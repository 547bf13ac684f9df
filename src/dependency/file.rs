use std::fmt;
use std::path::PathBuf;
use std::time::{SystemTime, UNIX_EPOCH};

use async_trait::async_trait;
use tokio::time::{sleep, Instant};

use super::{fingerprint_of, DepKind, Dependency, Fetched};
use crate::clients::{ClientSet, QueryMeta, QueryOptions};
use crate::constants::FILE_POLL_INTERVAL;
use crate::errors::FetchError;
use crate::template::Value;

/// Local file contents, re-queried by polling stat. The change index is
/// synthesized from the file's mtime (milliseconds since epoch), so a
/// rewrite with identical timestamp and size is indistinguishable from
/// no change.
#[derive(Debug)]
pub struct FileQuery {
    path: PathBuf,
    fingerprint: String,
}

impl FileQuery {
    pub fn new(path: &str) -> Self {
        Self {
            path: PathBuf::from(path),
            fingerprint: fingerprint_of("file", path, None),
        }
    }

    pub fn path(&self) -> &PathBuf {
        &self.path
    }

    async fn stat_index(&self) -> Result<u64, FetchError> {
        let meta = tokio::fs::metadata(&self.path)
            .await
            .map_err(|source| FetchError::File {
                path: self.path.clone(),
                source,
            })?;
        let mtime = meta
            .modified()
            .map_err(|source| FetchError::File {
                path: self.path.clone(),
                source,
            })?
            .duration_since(UNIX_EPOCH)
            .unwrap_or_default()
            .as_millis() as u64;
        // Fold the size in so truncate-then-rewrite within one tick is
        // still observable.
        Ok(mtime.wrapping_add(meta.len()))
    }

    async fn read(&self) -> Result<String, FetchError> {
        tokio::fs::read_to_string(&self.path)
            .await
            .map_err(|source| FetchError::File {
                path: self.path.clone(),
                source,
            })
    }
}

#[async_trait]
impl Dependency for FileQuery {
    fn fingerprint(&self) -> &str {
        &self.fingerprint
    }

    fn kind(&self) -> DepKind {
        DepKind::Local
    }

    async fn fetch(&self, _clients: &ClientSet, opts: &QueryOptions) -> Result<Fetched, FetchError> {
        let deadline = Instant::now() + opts.wait_time;
        loop {
            let index = self.stat_index().await?;
            if index != opts.wait_index || Instant::now() >= deadline {
                let contents = self.read().await?;
                let meta = QueryMeta {
                    last_index: index,
                    ..QueryMeta::default()
                };
                return Ok((Value::String(contents), meta));
            }
            sleep(FILE_POLL_INTERVAL).await;
        }
    }
}

impl fmt::Display for FileQuery {
    fn fmt(&self, f: &mut fmt::Formatter<'_>) -> fmt::Result {
        write!(f, "{}", self.fingerprint)
    }
}

/// Timestamp-derived index for backends without native blocking queries.
pub(crate) fn clock_index() -> u64 {
    SystemTime::now()
        .duration_since(UNIX_EPOCH)
        .unwrap_or_default()
        .as_secs()
}
//! Template parsing and execution.
//!
//! A [`Template`] is parsed once from a source file or inline contents
//! and executed many times against the Brain. Execution returns the
//! rendered output together with the set of dependencies the template
//! touched and the subset that had no cached value yet; the output is
//! provisional until the missing set is empty.

mod exec;
mod funcs;
mod parser;
mod scratch;
mod value;

pub use value::Value;

use std::collections::BTreeMap;
use std::path::PathBuf;

use sha2::{Digest, Sha256};

use self::exec::EvalContext;
use self::parser::Node;
use crate::brain::Brain;
use crate::config::TemplateConfig;
use crate::constants::{DEFAULT_LEFT_DELIM, DEFAULT_RIGHT_DELIM};
use crate::dependency::Dep;
use crate::errors::TemplateError;


/// A parsed template and its execution policy.
#[derive(Debug)]
pub struct Template {
    id: String,
    source: String,
    nodes: Vec<Node>,
    strict: bool,
    sandbox: Option<PathBuf>,
    denylist: Vec<String>,
}

/// What one execute call produced.
#[derive(Clone, Debug)]
pub struct ExecuteResult {
    pub output: String,
    /// Every dependency the template touched, keyed by fingerprint.
    pub used: BTreeMap<String, Dep>,
    /// The used dependencies that had no value in the Brain.
    pub missing: BTreeMap<String, Dep>,
}

impl Template {
    pub fn new(config: &TemplateConfig) -> Result<Self, TemplateError> {
        let source = match (&config.source, &config.contents) {
            (Some(path), _) => {
                std::fs::read_to_string(path).map_err(|source| TemplateError::Source {
                    path: path.clone(),
                    source,
                })?
            }
            (None, Some(contents)) => contents.clone(),
            (None, None) => String::new(),
        };

        let left = config.left_delimiter.as_deref().unwrap_or(DEFAULT_LEFT_DELIM);
        let right = config
            .right_delimiter
            .as_deref()
            .unwrap_or(DEFAULT_RIGHT_DELIM);
        let nodes = parser::parse(&source, left, right)?;

        let mut hasher = Sha256::new();
        hasher.update(source.as_bytes());
        let id = hex::encode(hasher.finalize());

        Ok(Self {
            id,
            source,
            nodes,
            strict: config.error_on_missing_key,
            sandbox: config.sandbox_path.clone(),
            denylist: config.function_denylist.clone(),
        })
    }

    /// Content hash, stable across processes for identical sources.
    pub fn id(&self) -> &str {
        &self.id
    }

    pub fn source(&self) -> &str {
        &self.source
    }

    /// Runs the template against the Brain. `env_overrides` shadows the
    /// process environment for `env` lookups and the `.Env` map.
    pub fn execute(
        &self,
        brain: &Brain,
        env_overrides: &BTreeMap<String, String>,
    ) -> Result<ExecuteResult, TemplateError> {
        let mut env: BTreeMap<String, String> = std::env::vars().collect();
        for (k, v) in env_overrides {
            env.insert(k.clone(), v.clone());
        }

        let mut ctx = EvalContext {
            brain,
            env,
            used: BTreeMap::new(),
            missing: BTreeMap::new(),
            scratch: Default::default(),
            local: Default::default(),
            strict: self.strict,
            sandbox: self.sandbox.clone(),
            denylist: &self.denylist,
        };
        let output = exec::execute(&self.nodes, &mut ctx)?;
        Ok(ExecuteResult {
            output,
            used: ctx.used,
            missing: ctx.missing,
        })
    }
}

----------------------------------------

**WHAT THIS TASK INVOLVES**
Only the lines from the first line of the records through the line with "change index is" should be reproduced, exactly and with nothing added.

**REPLY**
repository 547bf13ac684f9df
filename src/dependency/file.rs
use std::fmt;
use std::path::PathBuf;
use std::time::{SystemTime, UNIX_EPOCH};

use async_trait::async_trait;
use tokio::time::{sleep, Instant};

use super::{fingerprint_of, DepKind, Dependency, Fetched};
use crate::clients::{ClientSet, QueryMeta, QueryOptions};
use crate::constants::FILE_POLL_INTERVAL;
use crate::errors::FetchError;
use crate::template::Value;

/// Local file contents, re-queried by polling stat. The change index is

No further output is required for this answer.